In a brilliant sequence that Reed allegedly improvised late in the film, the dead man reappears. In Anna’s apartment, Martins tries to play with a cat, but Anna says the cat only liked Harry Lime. Later, Martins observes the cat wandering along the wet, cobblestoned streets. Eventually it sidles into a darkened doorway where it licks the shoes of a person hiding in the shadows. Enter Harry Lime (Orson Welles). Martins realizes his friend is alive and pursues him, chasing – as everyone in the film does – a shadow. Finally, they meet, in another celebrated sequence, on a ferris wheel. Here the real Harry Lime emerges, and he’s just as Major Calloway suggested – an immoral monster who cares nothing for Anna or anyone else. Welles improvised a much-remarked speech here delineating his grim worldview. He tells Martins that the violent Italian culture that produced the Borgias also produced Michelangelo, while the Swiss, known for 500 years of order and good manners, only produced the cuckoo clock.

DVD cover artwork for The Third Man.
[click photo for larger version]

Lime chillingly embodies the chaos of a postwar world with his fascination with survival and triumph at the expense of any moral values. Reed captures this world with a camera that’s often grotesquely skewed, images of a Vienna seen almost exclusively at night, and supremely, the haunting presence of Lime as a literal shadow looming large over the pathetic daily lives of the ordinary people who are his victims. The informative production history on the DVD tells us that Welles was in a sense as "missing" as his character at certain pivotal points in the film. When he arrived in Vienna, he apparently disliked the sewer system and demanded a studio version be built in England. When Welles fled, the ingenious Reed improvised, casting assistant director Guy Hamilton as Harry Lime in shadow, having him dress in a black coat and hat and run across an arc light to project that large ominous shadow.

Welles is almost as famous for this role as for Charles Foster Kane, but his screen time is considerably less. While he makes the most of his scenes, which include a desperate run through a sewer system that looks like a Rembrant painting, The Third Man is as much about Martins’s dilemma, his awakening to the sordidness of life, and Anna’s refusal to awaken to it. Acting credits are superior throughout, from the leads to the decoratively weird characters who cross Cotten’s path and help flesh out this bizarre world. These include a carping old landlady perpetually wrapped in a blanket and a strange child who convinces a mob that Martins is a murderer.

The DVD includes the restoration of Reed’s original, more cynical opening speech. (David Selznick replaced it with a tamer version by Joseph Cotten, also available here.) There are also two radio drama versions, a solid stills gallery to go with the production history, a quickie restoration demonstration, concert footage of composer Anton Karas playing his famous zither ("He’ll have you in a dither with his zither!"), two different trailers, and subtitles for the hearing impaired. All considered, a masterful use of the DVD medium in the service of a classic film.

 


The Third Man is available on DVD from The Criterion Collection in a new transfer with digitally restored image and sound.
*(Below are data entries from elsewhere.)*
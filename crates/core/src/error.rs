use thiserror::Error;

use crate::catalog::ActionId;
use crate::id::DeviceId;

/// Errors raised by the controller core: action catalog, reward aggregation,
/// policy updates and the device registry.
///
/// None of these are fatal to a running controller. The dispatcher recovers
/// from each one locally and keeps serving other devices.
#[derive(Error, Debug, Clone, PartialEq)]
pub enum CoreError {
    /// Action id outside `[0, arms)`
    #[error("invalid action {action}: catalog has {arms} actions")]
    InvalidAction { action: ActionId, arms: usize },

    /// Spreading factor / power pair not present in the configured option sets
    #[error("invalid action pair: SF{sf} / {tp_dbm} dBm is not in the catalog")]
    InvalidActionPair { sf: u8, tp_dbm: i8 },

    /// Index pair outside the `sf x tp` grid
    #[error("invalid action index ({sf_idx}, {tp_idx}): catalog is {sf_count}x{tp_count}")]
    InvalidActionIndex {
        sf_idx: usize,
        tp_idx: usize,
        sf_count: usize,
        tp_count: usize,
    },

    /// Outcome telemetry is missing fields or cannot be turned into a reward
    #[error("invalid outcome: {0}")]
    InvalidOutcome(String),

    /// An outcome was reported for a device with no outstanding request
    #[error("no pending request for device {0}")]
    NoPendingRequest(DeviceId),

    /// A second observation arrived while the device is still awaiting its decision
    #[error("device {0} already has a pending request")]
    AlreadyPending(DeviceId),

    /// Device is not present in the registry
    #[error("unknown device: {0}")]
    UnknownDevice(DeviceId),

    /// Registry has no free slot for a new device
    #[error("device registry full ({capacity} devices)")]
    RegistryFull { capacity: usize },

    /// Device identifier is empty or contains reserved characters
    #[error("invalid device id: {0:?}")]
    InvalidDeviceId(String),

    /// Catalog, reward or policy parameters are out of range
    #[error("invalid configuration: {0}")]
    InvalidConfig(String),
}

/// Convenience Result type for core operations
pub type Result<T> = std::result::Result<T, CoreError>;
The DVD contains several special features: a video introduction by writer-director Peter Bogdanovich; Joseph Cotten's alternate opening voiceover narration of the U.S. version; an abridged recording of Graham Greene's treatment, read by actor Richard Clarke; radio dramatizations of The Third Man; archival footage of composer Anton Karas and the film's famous sewer location; a collection of rare behind-the-scenes photos, with a brief production history; and the original and re-release theatrical trailers. Suggested retail price: $39.95.